Six weeks after they met, Bette Midler and Martin Von Haselberg tied the knot – at a 2 a.m., $45 ceremony in Las Vegas.

But don’t laugh: This Dec. 16 will mark the couple’s 30th wedding anniversary – practically a record-breaker by Hollywood standards.

“It’s rare,” Midler, 68, tells PEOPLE.

“I think the secret is giving each other a lot of lead and a lot of room and not being in each other’s faces all the time,” the singer, actress and comedian – whose first album in eight years, It’s the Girls, debuts Nov. 4 – says in the “What I Know Now” section in the new issue of PEOPLE.

Midler, whose formidable career spans nearly five decades, says a happy, successful marriage also requires “listening.

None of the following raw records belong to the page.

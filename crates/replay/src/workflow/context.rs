//! Workflow context: the only door from fiber code to run state

use std::time::Duration;

use chrono::{DateTime, Utc};
use serde::de::DeserializeOwned;
use serde::Serialize;
use tracing::debug;
use uuid::Uuid;

use super::{ActivityOptions, ChildWorkflowOptions, Fiber, FiberId};
use crate::command::Command;
use crate::engine::{EngineError, NonDeterminismError, RunCore, RunInfo};
use crate::operation::{
    ActivityOp, CancelRequestOp, ChildWorkflowOp, Operation, OperationId, OperationState, TimerOp,
};
use crate::scope::ScopeId;
use crate::versioning::{Marker, VersionDecision};

/// Handle passed to a fiber for the duration of one resume
///
/// Every call is recorded against the calling fiber and its innermost
/// scope, so replays that make the same calls in the same order produce
/// the same operation ids, commands, and markers.
pub struct WorkflowContext<'a> {
    core: &'a mut RunCore,
    fiber: FiberId,
}

impl<'a> WorkflowContext<'a> {
    pub(crate) fn new(core: &'a mut RunCore, fiber: FiberId) -> Self {
        Self { core, fiber }
    }

    pub fn run_info(&self) -> &RunInfo {
        &self.core.run
    }

    pub fn workflow_id(&self) -> &str {
        &self.core.run.workflow_id
    }

    pub fn run_id(&self) -> Uuid {
        self.core.run.run_id
    }

    /// The fiber being resumed
    pub fn fiber_id(&self) -> FiberId {
        self.fiber
    }

    /// Whether this resume is re-deriving decisions already in history
    pub fn is_replaying(&self) -> bool {
        self.core.replaying
    }

    /// Deterministic clock: the timestamp of the latest event applied
    pub fn now(&self) -> DateTime<Utc> {
        self.core.now
    }

    // =========================================================================
    // Scopes
    // =========================================================================

    /// Innermost scope of the calling fiber
    pub fn current_scope(&self) -> ScopeId {
        self.core.current_scope(self.fiber)
    }

    /// Open a child scope and make it the fiber's innermost scope
    ///
    /// A detached scope ignores cancellation of its ancestors.
    pub fn open_scope(&mut self, detached: bool) -> Result<ScopeId, EngineError> {
        let parent = self.current_scope();
        let scope = self
            .core
            .scopes
            .open(parent, detached)
            .ok_or_else(|| EngineError::invalid_step(format!("{} no longer exists", parent)))?;

        let record = self.core.fiber_mut(self.fiber)?;
        record.scope_stack.push(scope);
        record.owned_scopes.push(scope);
        self.core.progress += 1;
        Ok(scope)
    }

    /// Close the innermost scope opened by this fiber
    ///
    /// Operations and fibers still attached to it move to the enclosing
    /// scope.
    pub fn close_scope(&mut self) -> Result<ScopeId, EngineError> {
        let fiber = self.fiber;
        let record = self.core.fiber_mut(fiber)?;
        if record.scope_stack.len() < 2 {
            return Err(EngineError::invalid_step(format!(
                "{} has no open scope to close",
                fiber
            )));
        }
        let scope = record.scope_stack.pop().unwrap_or(ScopeId::ROOT);
        record.owned_scopes.retain(|s| *s != scope);

        self.core.release_scope(scope);
        Ok(scope)
    }

    /// Request cancellation of a scope and everything beneath it
    pub fn cancel_scope(&mut self, scope: ScopeId) -> Result<(), EngineError> {
        if !self.core.scopes.contains(scope) {
            return Err(EngineError::invalid_step(format!(
                "{} cancelled unknown {}",
                self.fiber, scope
            )));
        }
        self.core.request_cancel(scope, "cancelled by workflow");
        Ok(())
    }

    pub fn is_cancel_requested(&self, scope: ScopeId) -> bool {
        self.core.scopes.is_cancel_requested(scope)
    }

    /// Whether the calling fiber's innermost scope has been cancelled
    pub fn is_cancelled(&self) -> bool {
        self.is_cancel_requested(self.current_scope())
    }

    // =========================================================================
    // Fibers
    // =========================================================================

    /// Spawn a fiber in the caller's innermost scope
    pub fn spawn(&mut self, fiber: impl Fiber + 'static) -> Result<FiberId, EngineError> {
        let scope = self.current_scope();
        self.core.add_fiber(scope, Vec::new(), Box::new(fiber))
    }

    /// Spawn a fiber in an existing scope
    pub fn spawn_in(
        &mut self,
        scope: ScopeId,
        fiber: impl Fiber + 'static,
    ) -> Result<FiberId, EngineError> {
        if !self.core.scopes.contains(scope) {
            return Err(EngineError::invalid_step(format!(
                "{} spawned into unknown {}",
                self.fiber, scope
            )));
        }
        self.core.add_fiber(scope, Vec::new(), Box::new(fiber))
    }

    /// Spawn a fiber in a fresh scope it owns
    ///
    /// The scope is a child of the caller's innermost scope and is released
    /// when the new fiber finishes.
    pub fn spawn_scoped(
        &mut self,
        detached: bool,
        fiber: impl Fiber + 'static,
    ) -> Result<(FiberId, ScopeId), EngineError> {
        let parent = self.current_scope();
        let scope = self
            .core
            .scopes
            .open(parent, detached)
            .ok_or_else(|| EngineError::invalid_step(format!("{} no longer exists", parent)))?;
        let id = self.core.add_fiber(scope, vec![scope], Box::new(fiber))?;
        Ok((id, scope))
    }

    // =========================================================================
    // Operations
    // =========================================================================

    pub fn schedule_activity(
        &mut self,
        activity_type: impl Into<String>,
        input: impl Serialize,
        options: ActivityOptions,
    ) -> Result<OperationId, EngineError> {
        let activity_type = activity_type.into();
        let input = serde_json::to_value(input)?;
        let id = self.core.operations.allocate_id();
        let activity_id = options
            .activity_id
            .clone()
            .unwrap_or_else(|| id.0.to_string());

        let operation = Operation::Activity(ActivityOp::new(
            activity_id.clone(),
            activity_type.clone(),
            options.cancellation_type,
        ));
        let command = Command::ScheduleActivity {
            operation_id: id,
            activity_id,
            activity_type,
            input,
            options,
        };
        Ok(self.core.create_operation(self.fiber, id, operation, command))
    }

    pub fn start_timer(&mut self, duration: Duration) -> Result<OperationId, EngineError> {
        let id = self.core.operations.allocate_id();
        let operation = Operation::Timer(TimerOp::new(duration));
        let command = Command::StartTimer {
            operation_id: id,
            duration,
        };
        Ok(self.core.create_operation(self.fiber, id, operation, command))
    }

    pub fn start_child_workflow(
        &mut self,
        workflow_type: impl Into<String>,
        input: impl Serialize,
        options: ChildWorkflowOptions,
    ) -> Result<OperationId, EngineError> {
        let workflow_type = workflow_type.into();
        let input = serde_json::to_value(input)?;
        let id = self.core.operations.allocate_id();

        let operation = Operation::ChildWorkflow(ChildWorkflowOp::new(
            options.workflow_id.clone(),
            workflow_type.clone(),
            options.cancellation_type,
        ));
        let command = Command::StartChildWorkflow {
            operation_id: id,
            workflow_id: options.workflow_id.clone(),
            workflow_type,
            input,
            options,
        };
        Ok(self.core.create_operation(self.fiber, id, operation, command))
    }

    /// Ask an arbitrary workflow to cancel itself
    ///
    /// Resolves once the service delivers the request, or fails if it
    /// cannot.
    pub fn cancel_external_workflow(
        &mut self,
        workflow_id: impl Into<String>,
    ) -> Result<OperationId, EngineError> {
        let workflow_id = workflow_id.into();
        let id = self.core.operations.allocate_id();
        let operation = Operation::CancelRequest(CancelRequestOp::new(workflow_id.clone(), None));
        let command = Command::RequestCancelExternalWorkflow {
            operation_id: id,
            workflow_id,
            child_operation: None,
        };
        Ok(self.core.create_operation(self.fiber, id, operation, command))
    }

    /// Current state of an operation, while the run still tracks it
    pub fn operation_state(&self, id: OperationId) -> Option<OperationState> {
        self.core.operations.get(id).map(|r| r.state)
    }

    // =========================================================================
    // Deterministic helpers
    // =========================================================================

    /// Version of `change_id` this run executes
    ///
    /// The first live call records `max_supported`; a replay returns what
    /// was recorded, or [`DEFAULT_VERSION`](crate::versioning::DEFAULT_VERSION)
    /// for histories written before the change existed.
    pub fn get_version(
        &mut self,
        change_id: &str,
        min_supported: i32,
        max_supported: i32,
    ) -> Result<i32, EngineError> {
        let decision = self.core.versions.resolve(
            change_id,
            min_supported,
            max_supported,
            self.core.replaying,
        )?;

        if let VersionDecision::Recorded(version) | VersionDecision::Replayed(version) = decision {
            self.core.commands.push(Command::RecordMarker {
                marker: Marker::Version {
                    change_id: change_id.to_string(),
                    version,
                },
            });
            self.core.progress += 1;
        }

        debug!(change_id, ?decision, "version resolved");
        Ok(decision.version())
    }

    /// Run `f` once and record its result; replays return the recorded value
    pub fn side_effect<T, F>(&mut self, f: F) -> Result<T, EngineError>
    where
        T: Serialize + DeserializeOwned,
        F: FnOnce() -> T,
    {
        let side_effect_id = self.core.side_effects.next_id();

        let value = if self.core.replaying {
            self.core.side_effects.take(side_effect_id).ok_or_else(|| {
                NonDeterminismError::new(format!(
                    "side effect {} has no recorded value",
                    side_effect_id
                ))
            })?
        } else {
            serde_json::to_value(f())?
        };

        let result = serde_json::from_value(value.clone())?;
        self.core.commands.push(Command::RecordMarker {
            marker: Marker::SideEffect {
                side_effect_id,
                value,
            },
        });
        self.core.progress += 1;
        Ok(result)
    }

    /// Deterministic UUID derived from the run id and a per-run counter
    pub fn random_uuid(&mut self) -> Uuid {
        self.core.uuid_counter += 1;
        Uuid::new_v5(&self.core.run.run_id, &self.core.uuid_counter.to_be_bytes())
    }
}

Listening is very hard. And compromise. Compromise is the hardest of all.”

Von Haselberg, 65, a German performance artist, commodities trader and actor, was there for the star as she conquered stage (Las Vegas and Broadway), screen (The First Wives Club, Beaches), and television (bidding farewell to Johnny Carson on his last show in May 1992) – not to mention when they had their daughter, Sophie von Haselberg, born Nov. 14, 1986.

Midler considers raising her daughter, now 27, “my greatest accomplishment. I didn’t do it by myself. My husband is probably the greatest father who ever lived. He’s fantastic. He picked up the slack when I was on the road. He taught her a foreign language. He taught her to cook.”

With Sophie now costarring in the off-Broadway play Billy & Ray, about the combustible relationship between director Billy Wilder and writer Raymond Chandler in bringing the 1944 film noir classic Double Indemnity to the screen, Midler says, she and her husband “both taught her responsibility and to have patience. And she is all of the things that you wish your child would be. She’s responsible. Hardworking. Fascinated by life and full of wonder. I love it.”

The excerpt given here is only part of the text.